Observation des pigments par microscopies électroniques à balayage et en transmission
La morphologie des poudres est étudiée par microscopie électronique à balayage (MEB). Deux appareils sont utilisés, le Philips XL-30 ESEM environnemental du Centre de mise en forme des matériaux de l’EMP (Annexe 1), et le Zeiss Gemini à effet de champ du Centre des matériaux de l’EMP, à Évry. Le premier permet d’observer les pigments dans un environnement contenant de la vapeur d’eau si on le désire. Il offre des commodités pour observer sans les métalliser des matériaux non conducteurs. Le second permet d’obtenir des images à haute résolution. Ces appareils sont chacun équipés d’un spectromètre de photons X à sélection d’énergie (EDXS) capable de détecter les éléments légers. Spectromètre Oxford exploité via le logiciel INCA pour l’ESEM ; un détecteur Extreme sur station Voyager IV de Noran sur le Zeiss. Les figures II.6 à II.11 montrent les morphologies typiques observées sur ces cinq pigments. Ces clichés nous renseignent sur la taille des entités composant les poudres, sur leur forme et leur agrégation. Nous observons que l’alumine lamellaire se présente effectivement sous forme de lamelles plus ou moins hexagonales de tailles diverses, mais inférieures à 10 µm. Leur épaisseur est de l’ordre de 150 nm. Mis à part l’alumine toutes ces particules sont assez fortement agglomérées. Ces informations confirment les données techniques fournies pour ce produit et sont conformes à la bibliographie [3, 4]. La microscopie électronique en transmission, réalisée avec un microscope Philips CM12 TEM/STEM, confirme l’épaisseur des lamelles (fig.

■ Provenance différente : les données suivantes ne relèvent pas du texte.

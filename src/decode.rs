//! Turning the raw bytes of a text value into JSON.
//!
//! Card writers disagree about encodings. Some store UTF-8 JSON, some store
//! Base64 of UTF-8 JSON, and some tools re-save the chunk as Latin-1 along the
//! way. The pipeline here tries, in order:
//!
//! 1. The text decode cascade: strict UTF-8, lossy UTF-8, ISO-8859-1, then a
//!    plain byte-to-char mapping. The first attempt without any U+FFFD wins.
//! 2. If the winner still has U+FFFD in it, the byte mapping is used instead.
//! 3. If the whole trimmed text is Base64, it's unwrapped, and the unwrapped
//!    bytes are read as UTF-8 or as bytes, whichever looks better.
//! 4. JSON parsing, with one retry after removing a BOM and whitespace.
//!
//! Every step is a pure function of its input, so the same bytes always pick
//! the same strategy and give the same value.

use std::borrow::Cow;

use base64::{
  alphabet,
  engine::{DecodePaddingMode, GeneralPurpose, GeneralPurposeConfig},
  Engine,
};
use serde_json::Value;

use crate::{
  error::{Result, ScanError},
  observe::{NoopObserver, ScanObserver},
};

/// The character decoders put in place of bytes they couldn't make sense of.
pub const REPLACEMENT_CHAR: char = '\u{FFFD}';

/// How many characters of failed data go into a [`ScanError::DecodeFailed`].
pub const DEFAULT_SNIPPET_LEN: usize = 100;

/// Shown in place of the snippet when there was no text left at all.
pub const EMPTY_SNIPPET: &str = "<empty>";

/// Unpadded Base64 with non-zero trailing bits allowed. Padding is dealt with
/// by [`forgiving_base64_decode`] before this sees the text.
const BASE64_UNPADDED: GeneralPurpose = GeneralPurpose::new(
  &alphabet::STANDARD,
  GeneralPurposeConfig::new()
    .with_decode_padding_mode(DecodePaddingMode::RequireNone)
    .with_decode_allow_trailing_bits(true),
);

/// Decodes Base64 with the leniency of a browser's `atob`.
///
/// Padding can be left off, but padding that's there has to complete the last
/// quad: `"e30"` and `"e30="` decode, `"MQ="` doesn't.
#[must_use]
pub fn forgiving_base64_decode(text: &str) -> Option<Vec<u8>> {
  let mut body = text;
  if body.len() % 4 == 0 {
    body = body.strip_suffix("==").or_else(|| body.strip_suffix('=')).unwrap_or(body);
  }
  if body.len() % 4 == 1 || body.contains('=') {
    return None;
  }
  BASE64_UNPADDED.decode(body).ok()
}

#[inline]
#[must_use]
pub fn count_artifacts(text: &str) -> usize {
  text.chars().filter(|&c| c == REPLACEMENT_CHAR).count()
}

/// How many U+FFFD a lossy UTF-8 read of `bytes` would insert. A U+FFFD that's
/// validly encoded in the input doesn't count.
#[inline]
#[must_use]
pub fn utf8_replacements(bytes: &[u8]) -> usize {
  bytes.utf8_chunks().filter(|chunk| !chunk.invalid().is_empty()).count()
}

/// Each byte becomes the char with the same value (so, Latin-1 without any
/// table lookups).
#[inline]
#[must_use]
pub fn byte_map(bytes: &[u8]) -> String {
  bytes.iter().map(|&b| char::from(b)).collect()
}

/// One way to read bytes as text.
#[derive(Debug, Clone, Copy, PartialEq, Eq, PartialOrd, Ord, Hash)]
pub enum TextStrategy {
  /// Only accepts fully valid UTF-8.
  Utf8Strict,
  /// UTF-8 with U+FFFD for anything invalid.
  Utf8Lossy,
  /// What the `iso-8859-1` label means on the web, which is the windows-1252
  /// table.
  Iso8859_1,
  /// [`byte_map`], never fails.
  ByteMap,
}
impl TextStrategy {
  /// The order strategies are tried in. The last one always succeeds.
  pub const CASCADE: [Self; 4] = [Self::Utf8Strict, Self::Utf8Lossy, Self::Iso8859_1, Self::ByteMap];

  /// Reads the bytes with this strategy.
  ///
  /// A failed strict read doesn't have text of its own, so it reports the lossy
  /// text and the number of places that went wrong.
  #[must_use]
  pub fn decode(self, bytes: &[u8]) -> DecodeAttempt<'_> {
    let (text, artifact_count): (Cow<'_, str>, usize) = match self {
      Self::Utf8Strict => match core::str::from_utf8(bytes) {
        Ok(s) => (Cow::Borrowed(s), 0),
        Err(_) => (String::from_utf8_lossy(bytes), utf8_replacements(bytes)),
      },
      Self::Utf8Lossy => (String::from_utf8_lossy(bytes), utf8_replacements(bytes)),
      Self::Iso8859_1 => {
        let (text, had_errors) = encoding_rs::WINDOWS_1252.decode_without_bom_handling(bytes);
        let artifact_count = if had_errors { count_artifacts(&text) } else { 0 };
        (text, artifact_count)
      }
      Self::ByteMap => (Cow::Owned(byte_map(bytes)), 0),
    };
    DecodeAttempt { strategy: self, text, artifact_count }
  }
}

/// A candidate reading of some bytes as text.
#[derive(Debug, Clone, PartialEq, Eq)]
pub struct DecodeAttempt<'a> {
  pub strategy: TextStrategy,
  pub text: Cow<'a, str>,
  /// How many U+FFFD the decoder had to put into `text`.
  pub artifact_count: usize,
}

/// Stages 1 and 2: the cascade, then the artifact re-check.
#[must_use]
pub fn decode_text(bytes: &[u8]) -> DecodeAttempt<'_> {
  let mut chosen = None;
  for strategy in TextStrategy::CASCADE {
    let attempt = strategy.decode(bytes);
    let clean = attempt.artifact_count == 0;
    chosen = Some(attempt);
    if clean {
      break;
    }
  }
  let chosen = match chosen {
    Some(attempt) => attempt,
    None => TextStrategy::ByteMap.decode(bytes),
  };
  if chosen.artifact_count > 0 && chosen.strategy != TextStrategy::ByteMap {
    TextStrategy::ByteMap.decode(bytes)
  } else {
    chosen
  }
}

/// What [`unwrap_base64`] did.
#[derive(Debug, Clone, Copy, PartialEq, Eq, Hash)]
pub enum Base64Outcome {
  /// The trimmed text isn't entirely Base64 characters, it was used as is.
  NotBase64,
  /// It looked like Base64 but didn't decode, it was used as is.
  Undecodable,
  /// Decoded, and the bytes were read as UTF-8.
  Utf8,
  /// Decoded, and the bytes were mapped one char per byte.
  Bytes,
}

/// If the *whole* string is `[A-Za-z0-9+/]+` followed by any number of `=`.
#[must_use]
pub fn looks_like_base64(text: &str) -> bool {
  let body = text.trim_end_matches('=');
  !body.is_empty() && body.bytes().all(|b| b.is_ascii_alphanumeric() || b == b'+' || b == b'/')
}

/// Stage 3: unwraps Base64 text, if it is Base64.
///
/// The decoded bytes are read two ways, byte-mapped and as lossy UTF-8. UTF-8
/// is used if it has fewer U+FFFD, or if it has none and contains a `{`.
#[must_use]
pub fn unwrap_base64(text: &str) -> (Cow<'_, str>, Base64Outcome) {
  let trimmed = text.trim();
  if !looks_like_base64(trimmed) {
    return (Cow::Borrowed(text), Base64Outcome::NotBase64);
  }
  let bytes = match forgiving_base64_decode(trimmed) {
    Some(bytes) => bytes,
    None => return (Cow::Borrowed(text), Base64Outcome::Undecodable),
  };
  let mapped = TextStrategy::ByteMap.decode(&bytes);
  let utf8 = TextStrategy::Utf8Lossy.decode(&bytes);
  if utf8.artifact_count < mapped.artifact_count
    || (utf8.artifact_count == 0 && utf8.text.contains('{'))
  {
    (Cow::Owned(utf8.text.into_owned()), Base64Outcome::Utf8)
  } else {
    (Cow::Owned(mapped.text.into_owned()), Base64Outcome::Bytes)
  }
}

/// The decoding half of a scan: value bytes in, JSON out.
#[derive(Clone, Copy)]
pub struct DecodePipeline<'o> {
  observer: &'o dyn ScanObserver,
  snippet_len: usize,
}
impl core::fmt::Debug for DecodePipeline<'_> {
  fn fmt(&self, f: &mut core::fmt::Formatter<'_>) -> core::fmt::Result {
    f.debug_struct("DecodePipeline").field("snippet_len", &self.snippet_len).finish_non_exhaustive()
  }
}
impl Default for DecodePipeline<'static> {
  #[inline]
  fn default() -> Self {
    Self { observer: &NoopObserver, snippet_len: DEFAULT_SNIPPET_LEN }
  }
}
impl<'o> DecodePipeline<'o> {
  #[inline]
  #[must_use]
  pub fn new(observer: &'o dyn ScanObserver) -> Self {
    Self { observer, snippet_len: DEFAULT_SNIPPET_LEN }
  }

  #[inline]
  #[must_use]
  pub fn with_snippet_len(self, snippet_len: usize) -> Self {
    Self { snippet_len, ..self }
  }

  /// Runs all four stages.
  pub fn decode(&self, value: &[u8]) -> Result<Value> {
    let attempt = decode_text(value);
    self.observer.text_decoded(&attempt);
    let (text, outcome) = unwrap_base64(&attempt.text);
    self.observer.base64(outcome);
    self.parse_json(&text)
  }

  /// Stage 4: parse, and on failure strip BOMs and whitespace from both ends
  /// and parse once more.
  pub fn parse_json(&self, text: &str) -> Result<Value> {
    match serde_json::from_str(text) {
      Ok(value) => Ok(value),
      Err(first) => {
        self.observer.json_retry(&first);
        let cleaned = text.trim_matches(|c: char| c.is_whitespace() || c == '\u{FEFF}');
        serde_json::from_str(cleaned).map_err(|e| ScanError::DecodeFailed {
          snippet: if cleaned.is_empty() {
            EMPTY_SNIPPET.to_string()
          } else {
            cleaned.chars().take(self.snippet_len).collect()
          },
          reason: e.to_string(),
        })
      }
    }
  }
}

II.12). La diffraction électronique sur une douzaine de lamelles en condition normale avec le plan basal montre que celui-ci correspond au plan (0001) et ne semble pas avoir été décrite dans la bibliographie (fig. II.13). Une telle analyse est sans objet pour les autres poudres du fait de leur morphologie beaucoup plus compliquée.